Some say it is a totalitarian move, apartheid, a health dictatorship; others claim that it is the only way to get French people to accept to be vaccinated and stop the spread of Covid. The one thing everybody agrees on is that, if you want a life, and a job, after mid-September, you will need to prove you have had both Covid shots at all times.
President Emanuel Macron laid out his plans for the coming months in a nation-wide speech July 12 which sounded very much like the beginning of his campaign for re-election next year. After claiming a miraculous economic recovery in 2021 (rejected by many), Macron announced that only those fully vaccinated will have a normal life starting in September.
The French president said the pass sanitaire, or vaccination passport, “will apply to cafés, restaurants, shopping centers, as well as in hospitals, retirement homes, institutions for the handicapped, but also in planes, trains and long distance buses” where only those with vaccinations and negative tests will be allowed. He added the new rules also apply to all “volunteers working in contact with the elderly or the fragile, including home care.” (1.)
These measures go into effect for recreational and cultural centers before August. And the day after Macron’s address, the Government Spokesman, Gabriel Attal, added to the confusion and panic when he said that the employees of bars, cafés, restaurants and shopping centers will have to be fully vaccinated by August too.
The Stick and The Stick
Those who do not conform will be sanctioned and this includes getting fired, fined and/or shut down. The Labor Minister, Elizabeth Borne, said July 13 that a Bill is being prepared which will allow employers to suspend employee contracts “from a month to six weeks” for those who have not been vaccinated by September 15. If the employee continues to refuse to be vaccinated, “it could go as far as being laid off” Borne said. This means employers will be allowed to fire staff without compensation. (2.)
The Minister of Health, Olivier Véran, says any health worker not vaccinated by September 15 will be sent home without pay “and at the end of a month and a half we can begin the laying off process.”
Even on the terraces “the owners of bars and restaurants will have to verify the pass sanitaire” said Labor Minister Borne. The same goes for supermarkets and shopping centers.
The French President also said that starting October the national health care system (la securité sociale) will stop paying for Covid CPR tests. Until now the national health service covered the cost starting at €56 per test. For 2020 alone, PCR tests cost the health care system 2.6 billion euros (over $3 billion) Many people were getting regular tests in order to avoid the vaccine and still work and travel.

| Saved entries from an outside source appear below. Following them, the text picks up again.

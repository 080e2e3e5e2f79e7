//! MCP JSON-RPC 2.0 wire types.

use serde::{Deserialize, Deserializer, Serialize};
use serde_json::Value;

pub const JSONRPC_VERSION: &str = "2.0";
pub const PROTOCOL_VERSION: &str = "2024-11-05";

pub const PARSE_ERROR: i64 = -32700;
pub const INVALID_REQUEST: i64 = -32600;
pub const METHOD_NOT_FOUND: i64 = -32601;
pub const INVALID_PARAMS: i64 = -32602;
pub const INTERNAL_ERROR: i64 = -32603;

/// Incoming JSON-RPC message. A missing `id` marks a notification;
/// `"id": null` is a request whose reply carries a null id.
#[derive(Debug, Clone, Deserialize)]
pub struct JsonRpcRequest {
    pub jsonrpc: String,
    #[serde(default, deserialize_with = "present")]
    pub id: Option<Value>,
    pub method: String,
    #[serde(default)]
    pub params: Option<Value>,
}

impl JsonRpcRequest {
    pub fn is_notification(&self) -> bool {
        self.id.is_none()
    }
}

/// `Some` whenever the key exists, including for `null`.
fn present<'de, D: Deserializer<'de>>(deserializer: D) -> Result<Option<Value>, D::Error> {
    Value::deserialize(deserializer).map(Some)
}

#[derive(Debug, Clone, PartialEq, Serialize, Deserialize)]
pub struct JsonRpcError {
    pub code: i64,
    pub message: String,
    #[serde(default, skip_serializing_if = "Option::is_none")]
    pub data: Option<Value>,
}

#[derive(Debug, Clone, PartialEq, Serialize, Deserialize)]
pub struct JsonRpcResponse {
    pub jsonrpc: String,
    pub id: Value,
    #[serde(default, skip_serializing_if = "Option::is_none")]
    pub result: Option<Value>,
    #[serde(default, skip_serializing_if = "Option::is_none")]
    pub error: Option<JsonRpcError>,
}

impl JsonRpcResponse {
    pub fn success(id: Value, result: Value) -> Self {
        Self {
            jsonrpc: JSONRPC_VERSION.to_string(),
            id,
            result: Some(result),
            error: None,
        }
    }

    pub fn error(id: Value, code: i64, message: impl Into<String>) -> Self {
        Self {
            jsonrpc: JSONRPC_VERSION.to_string(),
            id,
            result: None,
            error: Some(JsonRpcError {
                code,
                message: message.into(),
                data: None,
            }),
        }
    }
}

/// One entry of a `tools/list` result.
#[derive(Debug, Clone, Serialize)]
pub struct ToolDescriptor {
    pub name: &'static str,
    pub description: &'static str,
    #[serde(rename = "inputSchema")]
    pub input_schema: Value,
}

#[derive(Debug, Clone, Deserialize)]
pub struct CallToolParams {
    pub name: String,
    #[serde(default)]
    pub arguments: Option<Value>,
}

#[derive(Debug, Clone, PartialEq, Serialize, Deserialize)]
#[serde(tag = "type", rename_all = "lowercase")]
pub enum Content {
    Text { text: String },
}

#[derive(Debug, Clone, PartialEq, Serialize, Deserialize)]
pub struct CallToolResult {
    pub content: Vec<Content>,
    #[serde(rename = "isError", default, skip_serializing_if = "std::ops::Not::not")]
    pub is_error: bool,
}

impl CallToolResult {
    pub fn text(text: impl Into<String>) -> Self {
        Self {
            content: vec![Content::Text { text: text.into() }],
            is_error: false,
        }
    }

    pub fn error(text: impl Into<String>) -> Self {
        Self {
            content: vec![Content::Text { text: text.into() }],
            is_error: true,
        }
    }

    /// Concatenated text content.
    pub fn joined_text(&self) -> String {
        self.content
            .iter()
            .map(|Content::Text { text }| text.as_str())
            .collect::<Vec<_>>()
            .join("")
    }
}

For employers and business owners who do not respect the rules and get caught, there will be fines and even administrative closures.
The Costs of Stability
Covid came at a very bad time for Macron. His head was still spinning from the Yellow Vests Movement (here, here and here) which stopped his reforms dead in their tracks and cost him over 20 billion euros. Imediately after Macron’s speech the hashtage #GiletsJaunes (YellowVests) appeared on Twitter calling for demonstrations against the new measures on Bastille Day, July 14.

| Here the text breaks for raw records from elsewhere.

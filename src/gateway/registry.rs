//! In-memory registry of open duplex channels, keyed by session id.

use std::collections::HashMap;
use std::sync::{Arc, PoisonError, RwLock};

use chrono::Utc;
use tokio::sync::mpsc;
use tracing::{debug, info};

use crate::error::SessionError;
use crate::gateway::session::{
    ErrorHook, InboundMessage, SessionContext, SessionHandler, SessionId, SessionInfo,
    default_error_hook, run_worker,
};

const INBOUND_CAPACITY: usize = 32;

/// Acknowledgement that a payload was queued on a session's channel.
#[derive(Debug, Clone, Copy, PartialEq, Eq)]
pub struct Ack;

/// Registry-side handle of one open channel.
pub struct SessionHandle {
    info: Arc<SessionInfo>,
    inbound: mpsc::Sender<InboundMessage>,
}

impl SessionHandle {
    pub fn id(&self) -> &SessionId {
        &self.info.id
    }

    pub fn context(&self) -> &SessionContext {
        &self.info.context
    }
}

/// Thread-safe registry of open sessions.
///
/// Its size always equals the number of open duplex channels: entries are
/// inserted by [`open`](Self::open) and removed by [`close`](Self::close),
/// which transports call when the underlying stream goes away.
pub struct SessionRegistry {
    sessions: RwLock<HashMap<SessionId, Arc<SessionHandle>>>,
    error_hook: ErrorHook,
}

impl SessionRegistry {
    pub fn new() -> Self {
        Self {
            sessions: RwLock::new(HashMap::new()),
            error_hook: default_error_hook(),
        }
    }

    /// Replace the callback invoked on outbound transport failures.
    pub fn with_error_hook(mut self, hook: ErrorHook) -> Self {
        self.error_hook = hook;
        self
    }

    /// Register a new channel and start its worker.
    ///
    /// Replies produced by `handler` are written to `outbound`, which is the
    /// transport side of the channel (an SSE stream or a stdio writer).
    pub fn open(
        &self,
        context: SessionContext,
        outbound: mpsc::Sender<String>,
        handler: Arc<dyn SessionHandler>,
    ) -> SessionId {
        let (inbound_tx, inbound_rx) = mpsc::channel(INBOUND_CAPACITY);

        let info = {
            let mut sessions = self.sessions.write().unwrap_or_else(PoisonError::into_inner);
            let mut id = SessionId::generate();
            while sessions.contains_key(&id) {
                id = SessionId::generate();
            }
            let info = Arc::new(SessionInfo {
                id: id.clone(),
                created_at: Utc::now(),
                context,
            });
            sessions.insert(
                id,
                Arc::new(SessionHandle {
                    info: Arc::clone(&info),
                    inbound: inbound_tx,
                }),
            );
            info
        };

        info!(
            session_id = %info.id,
            account_id = info.context.account_id.as_deref().unwrap_or("-"),
            "Session opened"
        );

        let id = info.id.clone();
        tokio::spawn(run_worker(
            info,
            inbound_rx,
            outbound,
            handler,
            Arc::clone(&self.error_hook),
        ));
        id
    }

    /// Queue `message` on the session's channel.
    ///
    /// The registry lock is released before the write, so a slow session
    /// never stalls lookups or inserts for the others.
    pub async fn dispatch(
        &self,
        session_id: &str,
        message: InboundMessage,
    ) -> Result<Ack, SessionError> {
        let sender = {
            let sessions = self.sessions.read().unwrap_or_else(PoisonError::into_inner);
            sessions.get(session_id).map(|handle| handle.inbound.clone())
        };

        let not_found = || SessionError::NotFound {
            session_id: session_id.to_string(),
        };

        let sender = sender.ok_or_else(not_found)?;
        sender.send(message).await.map_err(|_| not_found())?;
        Ok(Ack)
    }

    /// Remove the session. Closing an unknown id is a no-op.
    pub fn close(&self, session_id: &str) -> bool {
        let removed = self
            .sessions
            .write()
            .unwrap_or_else(PoisonError::into_inner)
            .remove(session_id);

        match removed {
            Some(handle) => {
                let open_for = Utc::now() - handle.info.created_at;
                info!(
                    session_id = %session_id,
                    open_secs = open_for.num_seconds(),
                    "Session closed"
                );
                true
            }
            None => {
                debug!(session_id = %session_id, "Close for unknown session ignored");
                false
            }
        }
    }

    pub fn contains(&self, session_id: &str) -> bool {
        self.sessions
            .read()
            .unwrap_or_else(PoisonError::into_inner)
            .contains_key(session_id)
    }

    pub fn get(&self, session_id: &str) -> Option<Arc<SessionHandle>> {
        self.sessions
            .read()
            .unwrap_or_else(PoisonError::into_inner)
            .get(session_id)
            .cloned()
    }

    pub fn len(&self) -> usize {
        self.sessions
            .read()
            .unwrap_or_else(PoisonError::into_inner)
            .len()
    }

    pub fn is_empty(&self) -> bool {
        self.len() == 0
    }
}

impl Default for SessionRegistry {
    fn default() -> Self {
        Self::new()
    }
}

/// Closes a session when dropped.
///
/// Transports embed one in the outbound stream so that a peer disconnect,
/// an error, or shutdown all end in exactly one registry removal.
pub struct CloseGuard {
    registry: Arc<SessionRegistry>,
    session_id: SessionId,
}

impl CloseGuard {
    pub fn new(registry: Arc<SessionRegistry>, session_id: SessionId) -> Self {
        Self {
            registry,
            session_id,
        }
    }
}

impl Drop for CloseGuard {
    fn drop(&mut self) {
        self.registry.close(self.session_id.as_str());
    }
}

The Public Accounts Minister, Olivier Dussopt, says the Covid crisis will cost France 424 billion euros from 2020 to 2022 (over $500 billion) and that the deficit this year will be 9% of GDP. “If we take everything that has been done with the budget and in support of business’ cashflows” said Finance Minister, Bruno Lemaire, in May 2020, “that’s 20% of the nation’s wealth on the table.”

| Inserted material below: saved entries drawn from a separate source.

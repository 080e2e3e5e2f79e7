//! Chain tools the conversation engine can call.

pub mod hedera;

use std::collections::BTreeMap;
use std::sync::Arc;
use std::time::{Duration, Instant};

use async_trait::async_trait;
use serde_json::Value;

use crate::agent::InvocationContext;
use crate::error::ToolError;
use crate::llm::ToolDefinition;

pub use self::hedera::HederaBalanceTool;

const DEFAULT_TOOL_TIMEOUT: Duration = Duration::from_secs(30);

/// Result of a tool execution. The registry times calls itself.
#[derive(Debug, Clone, PartialEq)]
pub struct ToolOutput {
    pub result: Value,
}

impl ToolOutput {
    pub fn success(result: Value) -> Self {
        Self { result }
    }
}

#[async_trait]
pub trait ChainTool: Send + Sync {
    fn name(&self) -> &str;

    fn description(&self) -> &str;

    /// JSON schema of the parameters object.
    fn parameters_schema(&self) -> Value;

    async fn execute(&self, params: Value, ctx: &InvocationContext)
    -> Result<ToolOutput, ToolError>;

    fn execution_timeout(&self) -> Duration {
        DEFAULT_TOOL_TIMEOUT
    }
}

/// Name-indexed set of tools offered to the model.
#[derive(Default)]
pub struct ToolRegistry {
    tools: BTreeMap<String, Arc<dyn ChainTool>>,
}

impl ToolRegistry {
    pub fn new() -> Self {
        Self::default()
    }

    /// Add a tool, replacing any previous tool of the same name.
    pub fn register(&mut self, tool: Arc<dyn ChainTool>) {
        let name = tool.name().to_string();
        if self.tools.insert(name.clone(), tool).is_some() {
            tracing::warn!(tool = %name, "Replaced previously registered tool");
        }
    }

    pub fn get(&self, name: &str) -> Option<Arc<dyn ChainTool>> {
        self.tools.get(name).cloned()
    }

    pub fn len(&self) -> usize {
        self.tools.len()
    }

    pub fn is_empty(&self) -> bool {
        self.tools.is_empty()
    }

    pub fn definitions(&self) -> Vec<ToolDefinition> {
        self.tools
            .values()
            .map(|tool| ToolDefinition {
                name: tool.name().to_string(),
                description: tool.description().to_string(),
                parameters: tool.parameters_schema(),
            })
            .collect()
    }

    /// Run `name` under its timeout.
    pub async fn execute(
        &self,
        name: &str,
        params: Value,
        ctx: &InvocationContext,
    ) -> Result<ToolOutput, ToolError> {
        let tool = self.get(name).ok_or_else(|| ToolError::NotFound {
            name: name.to_string(),
        })?;

        let timeout = tool.execution_timeout();
        let started = Instant::now();
        let result = tokio::time::timeout(timeout, tool.execute(params, ctx))
            .await
            .map_err(|_| ToolError::Timeout {
                name: name.to_string(),
                timeout,
            })?;

        tracing::debug!(
            tool = name,
            elapsed_ms = started.elapsed().as_millis() as u64,
            ok = result.is_ok(),
            "Tool executed"
        );
        result
    }
}
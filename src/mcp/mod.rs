//! MCP server protocol: JSON-RPC wire types and the single-tool handler.

pub mod handler;
pub mod types;

pub use handler::{CallerContext, McpHandler, TOOL_NAME, ToolCallHandler, ToolCallRequest};
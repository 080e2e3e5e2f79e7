//! Agent backend HTTP server: the endpoint the relay posts to.
//!
//! `POST /interact-with-hedera` runs one agent turn and answers with a
//! [`ResponseEnvelope`]. Only the token check answers with a non-200 status.

use std::net::SocketAddr;
use std::sync::Arc;

use axum::{
    Json, Router,
    extract::{DefaultBodyLimit, State},
    http::{HeaderMap, StatusCode},
    response::{IntoResponse, Response},
    routing::{get, post},
};
use serde::Deserialize;
use serde_json::{Value, json};
use tokio::sync::oneshot;
use tower_http::trace::TraceLayer;

use crate::agent::{AgentEngine, InvocationContext, ThreadId};
use crate::error::ServerError;
use crate::gateway::auth::{TokenAllowList, authorize};
use crate::relay::{CUSTODIAL_MODE_HEADER, PROXY_TOKEN_HEADER, ResponseEnvelope};

const UNAUTHORIZED_MESSAGE: &str =
    "Unauthorized: Invalid or missing X-LANGCHAIN-PROXY-TOKEN header";

/// Shared state for the agent backend handlers.
pub struct AgentProxyState {
    pub engine: Arc<dyn AgentEngine>,
    /// Accepted proxy tokens; empty rejects every request.
    pub tokens: TokenAllowList,
    /// Shutdown signal sender.
    pub shutdown_tx: tokio::sync::RwLock<Option<oneshot::Sender<()>>>,
}

impl AgentProxyState {
    pub fn new(engine: Arc<dyn AgentEngine>, tokens: TokenAllowList) -> Self {
        Self {
            engine,
            tokens,
            shutdown_tx: tokio::sync::RwLock::new(None),
        }
    }

    pub async fn shutdown(&self) {
        if let Some(tx) = self.shutdown_tx.write().await.take() {
            let _ = tx.send(());
        }
    }
}

#[derive(Debug, Deserialize)]
#[serde(rename_all = "camelCase")]
struct InteractRequest {
    full_prompt: String,
    #[serde(default)]
    session_id: Option<String>,
    #[serde(default)]
    account_id: Option<String>,
}

/// Start the agent backend HTTP server.
///
/// Returns the actual bound `SocketAddr` (useful when binding to port 0).
pub async fn start_agent_proxy(
    addr: SocketAddr,
    state: Arc<AgentProxyState>,
) -> Result<SocketAddr, ServerError> {
    let listener = tokio::net::TcpListener::bind(addr)
        .await
        .map_err(|e| ServerError::StartupFailed {
            name: "agent-proxy".to_string(),
            reason: format!("Failed to bind to {}: {}", addr, e),
        })?;
    let bound_addr = listener
        .local_addr()
        .map_err(|e| ServerError::StartupFailed {
            name: "agent-proxy".to_string(),
            reason: format!("Failed to get local addr: {}", e),
        })?;

    let app = Router::new()
        .route("/interact-with-hedera", post(interact_handler))
        .route("/health", get(health_handler))
        .layer(TraceLayer::new_for_http())
        .layer(DefaultBodyLimit::max(1024 * 1024)) // 1 MB max request body
        .with_state(Arc::clone(&state));

    let (shutdown_tx, shutdown_rx) = oneshot::channel();
    *state.shutdown_tx.write().await = Some(shutdown_tx);

    tokio::spawn(async move {
        if let Err(e) = axum::serve(listener, app)
            .with_graceful_shutdown(async {
                let _ = shutdown_rx.await;
                tracing::info!("Agent backend shutting down");
            })
            .await
        {
            tracing::error!("Agent backend server error: {}", e);
        }
    });

    tracing::info!(addr = %bound_addr, "Agent backend listening");
    Ok(bound_addr)
}

async fn interact_handler(
    State(state): State<Arc<AgentProxyState>>,
    headers: HeaderMap,
    body: String,
) -> Response {
    let presented = headers
        .get(PROXY_TOKEN_HEADER)
        .and_then(|v| v.to_str().ok());
    if !authorize(presented, &state.tokens, false).is_authorized() {
        tracing::warn!(
            token_present = presented.is_some(),
            "Rejected agent request with invalid or missing proxy token"
        );
        return (
            StatusCode::UNAUTHORIZED,
            Json(ResponseEnvelope::failure(UNAUTHORIZED_MESSAGE)),
        )
            .into_response();
    }

    Json(run_interaction(&state, &headers, &body).await).into_response()
}

async fn run_interaction(
    state: &AgentProxyState,
    headers: &HeaderMap,
    body: &str,
) -> ResponseEnvelope {
    let request = match parse_request(body) {
        Ok(request) => request,
        Err(message) => return ResponseEnvelope::failure(message),
    };

    let custodial_mode = headers
        .get(CUSTODIAL_MODE_HEADER)
        .and_then(|v| v.to_str().ok())
        .is_some_and(|v| v.trim() == "true");

    let thread = request
        .session_id
        .as_deref()
        .filter(|id| !id.is_empty())
        .map(ThreadId::for_session)
        .unwrap_or_else(ThreadId::ephemeral);

    let ctx = InvocationContext {
        session_id: request.session_id,
        account_id: request.account_id,
        custodial_mode,
    };

    tracing::info!(
        thread = %thread,
        custodial = custodial_mode,
        account_id = ctx.account_id.as_deref().unwrap_or("-"),
        "Agent request received"
    );

    match state.engine.invoke(&request.full_prompt, &thread, &ctx).await {
        Ok(payload) => ResponseEnvelope::success(
            serde_json::from_str(&payload.content).unwrap_or(Value::String(payload.content)),
        ),
        Err(e) => ResponseEnvelope::failure(e.to_string()),
    }
}

fn parse_request(body: &str) -> Result<InteractRequest, String> {
    let request: InteractRequest =
        serde_json::from_str(body).map_err(|e| format!("Invalid request body: {e}"))?;
    if request.full_prompt.trim().is_empty() {
        return Err("Invalid request body: fullPrompt must be a non-empty string".to_string());
    }
    Ok(request)
}

async fn health_handler() -> Json<Value> {
    Json(json!({ "status": "healthy" }))
}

The national debt jumped from an unbearable 100% to 120% of GDP in 2020 alone. But Macron’s mantra was “whatever it costs” which is fine as long as Germany and a couple other wealthy northern Euro-zone countries continue to back the Euro and the ECB’s policy of printing money to cover the debt of others.
Among those costs: employees and small businesses had up to 70% of their revenues covered, taxes were withheld, reduced or postponed and many companies ‘too big to fail‘ were bailed out (Air France, Renault, Eurostar, Alstom , etc.) while the unemployed saw their jobless benefits extended. It’s still a good run for the big fish with growth expected to be near 6% this year. The benefits for the little guys are finished.
The free ride is over. It may not be time to pay the bill just yet but the dishes are waiting to get cleaned.
- It is important to remember how Macron rules by decree. He was basically given a blank check by his majority in parliament to rule from the Elysées. One of the first things he did was create the Elysées Task Force which also made the State of Emergency permanent and took it out of Parliament’s hands and put full powers into Macron’s, thus by-passing the Legislative and Judicial branches in its application. This secret group of Prefects, Security Chiefs and the Military Brass under the President’s leadership meet once a week where no notes are taken and no reports are issued but the decisions are made. One such meeting was held the morning of Macron’s pass sanitaire speech.
- Never let a good crisis go to waste. Macron has been trying to reduce compensation guarantees for labor since his election and did sign a labor reform bill which greatly reduced penalties for employers, made it easier to fire and possible to keep people on with repeatedly renewed short term contracts.